Wherever a line below holds the word "http", copy that line.

========

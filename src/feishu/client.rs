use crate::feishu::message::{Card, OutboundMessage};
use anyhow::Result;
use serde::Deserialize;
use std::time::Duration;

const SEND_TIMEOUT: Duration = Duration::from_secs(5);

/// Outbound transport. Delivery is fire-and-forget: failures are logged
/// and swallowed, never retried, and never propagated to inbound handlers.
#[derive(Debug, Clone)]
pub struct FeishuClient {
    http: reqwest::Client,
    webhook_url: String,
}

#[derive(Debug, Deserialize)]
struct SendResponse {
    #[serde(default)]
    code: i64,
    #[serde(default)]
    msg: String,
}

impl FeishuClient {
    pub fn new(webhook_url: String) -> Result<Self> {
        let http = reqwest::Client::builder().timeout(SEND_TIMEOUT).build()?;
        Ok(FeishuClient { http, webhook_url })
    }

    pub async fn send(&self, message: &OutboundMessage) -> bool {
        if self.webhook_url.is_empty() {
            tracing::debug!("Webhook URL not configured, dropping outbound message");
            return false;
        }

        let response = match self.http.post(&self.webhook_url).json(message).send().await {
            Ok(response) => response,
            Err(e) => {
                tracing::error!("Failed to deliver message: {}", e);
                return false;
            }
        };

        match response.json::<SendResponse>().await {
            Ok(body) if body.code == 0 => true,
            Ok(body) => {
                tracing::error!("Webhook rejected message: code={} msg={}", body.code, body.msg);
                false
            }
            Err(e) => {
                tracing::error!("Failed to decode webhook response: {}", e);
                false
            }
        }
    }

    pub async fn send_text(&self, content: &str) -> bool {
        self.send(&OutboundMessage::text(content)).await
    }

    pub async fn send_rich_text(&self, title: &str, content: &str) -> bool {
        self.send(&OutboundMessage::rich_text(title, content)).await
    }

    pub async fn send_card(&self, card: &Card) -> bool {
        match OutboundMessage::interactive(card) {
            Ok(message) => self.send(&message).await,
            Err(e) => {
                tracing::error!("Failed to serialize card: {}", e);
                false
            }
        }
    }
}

========

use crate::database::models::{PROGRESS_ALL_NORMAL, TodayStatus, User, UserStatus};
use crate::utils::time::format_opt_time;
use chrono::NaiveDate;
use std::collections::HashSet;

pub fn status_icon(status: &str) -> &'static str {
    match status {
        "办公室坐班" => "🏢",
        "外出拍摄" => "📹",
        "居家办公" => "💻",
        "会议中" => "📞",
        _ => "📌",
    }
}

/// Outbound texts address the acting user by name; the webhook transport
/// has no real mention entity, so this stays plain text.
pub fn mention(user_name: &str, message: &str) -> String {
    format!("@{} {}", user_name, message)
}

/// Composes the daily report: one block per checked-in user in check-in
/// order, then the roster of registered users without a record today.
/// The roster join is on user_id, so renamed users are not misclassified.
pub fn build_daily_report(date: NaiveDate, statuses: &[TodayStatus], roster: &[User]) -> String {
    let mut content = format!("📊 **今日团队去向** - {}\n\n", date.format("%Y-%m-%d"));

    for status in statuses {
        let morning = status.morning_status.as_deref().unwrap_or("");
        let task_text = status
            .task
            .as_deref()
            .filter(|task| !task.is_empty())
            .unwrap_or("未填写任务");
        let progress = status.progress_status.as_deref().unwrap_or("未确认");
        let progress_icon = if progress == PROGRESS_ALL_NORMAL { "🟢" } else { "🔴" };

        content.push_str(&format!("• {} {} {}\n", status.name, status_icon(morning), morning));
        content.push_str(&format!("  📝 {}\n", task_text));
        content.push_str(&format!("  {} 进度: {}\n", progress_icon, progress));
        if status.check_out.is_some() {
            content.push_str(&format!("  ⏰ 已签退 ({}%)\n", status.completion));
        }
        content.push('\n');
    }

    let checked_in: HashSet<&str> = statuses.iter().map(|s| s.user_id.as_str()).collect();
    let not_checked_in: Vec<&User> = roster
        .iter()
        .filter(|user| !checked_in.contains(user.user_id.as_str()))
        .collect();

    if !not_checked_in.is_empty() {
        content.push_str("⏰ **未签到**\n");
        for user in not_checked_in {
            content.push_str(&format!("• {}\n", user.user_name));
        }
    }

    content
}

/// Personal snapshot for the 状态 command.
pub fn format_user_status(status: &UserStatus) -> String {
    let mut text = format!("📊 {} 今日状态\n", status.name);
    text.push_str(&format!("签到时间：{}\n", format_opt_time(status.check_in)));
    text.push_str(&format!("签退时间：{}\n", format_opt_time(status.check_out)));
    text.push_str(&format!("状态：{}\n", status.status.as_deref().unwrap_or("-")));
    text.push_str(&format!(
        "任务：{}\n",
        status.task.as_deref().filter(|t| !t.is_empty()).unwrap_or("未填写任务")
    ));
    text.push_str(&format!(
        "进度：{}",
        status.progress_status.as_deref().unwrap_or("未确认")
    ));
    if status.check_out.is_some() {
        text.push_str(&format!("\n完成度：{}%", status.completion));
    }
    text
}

========

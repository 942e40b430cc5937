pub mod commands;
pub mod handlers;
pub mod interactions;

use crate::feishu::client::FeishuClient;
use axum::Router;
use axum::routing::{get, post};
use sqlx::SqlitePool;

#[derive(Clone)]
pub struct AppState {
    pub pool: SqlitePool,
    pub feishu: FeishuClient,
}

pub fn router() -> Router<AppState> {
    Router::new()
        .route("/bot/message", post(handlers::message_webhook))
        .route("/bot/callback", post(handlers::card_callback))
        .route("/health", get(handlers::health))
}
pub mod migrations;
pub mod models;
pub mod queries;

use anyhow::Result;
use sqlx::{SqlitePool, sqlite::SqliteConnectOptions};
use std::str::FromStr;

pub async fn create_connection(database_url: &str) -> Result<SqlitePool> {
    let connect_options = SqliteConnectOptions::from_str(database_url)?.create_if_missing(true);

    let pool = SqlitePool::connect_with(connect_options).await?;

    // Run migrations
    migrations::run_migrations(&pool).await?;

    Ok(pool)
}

========

* [The completed task]
    http: reqwest::Client,
        let http = reqwest::Client::builder().timeout(SEND_TIMEOUT).build()?;
        Ok(FeishuClient { http, webhook_url })
        let response = match self.http.post(&self.webhook_url).json(message).send().await {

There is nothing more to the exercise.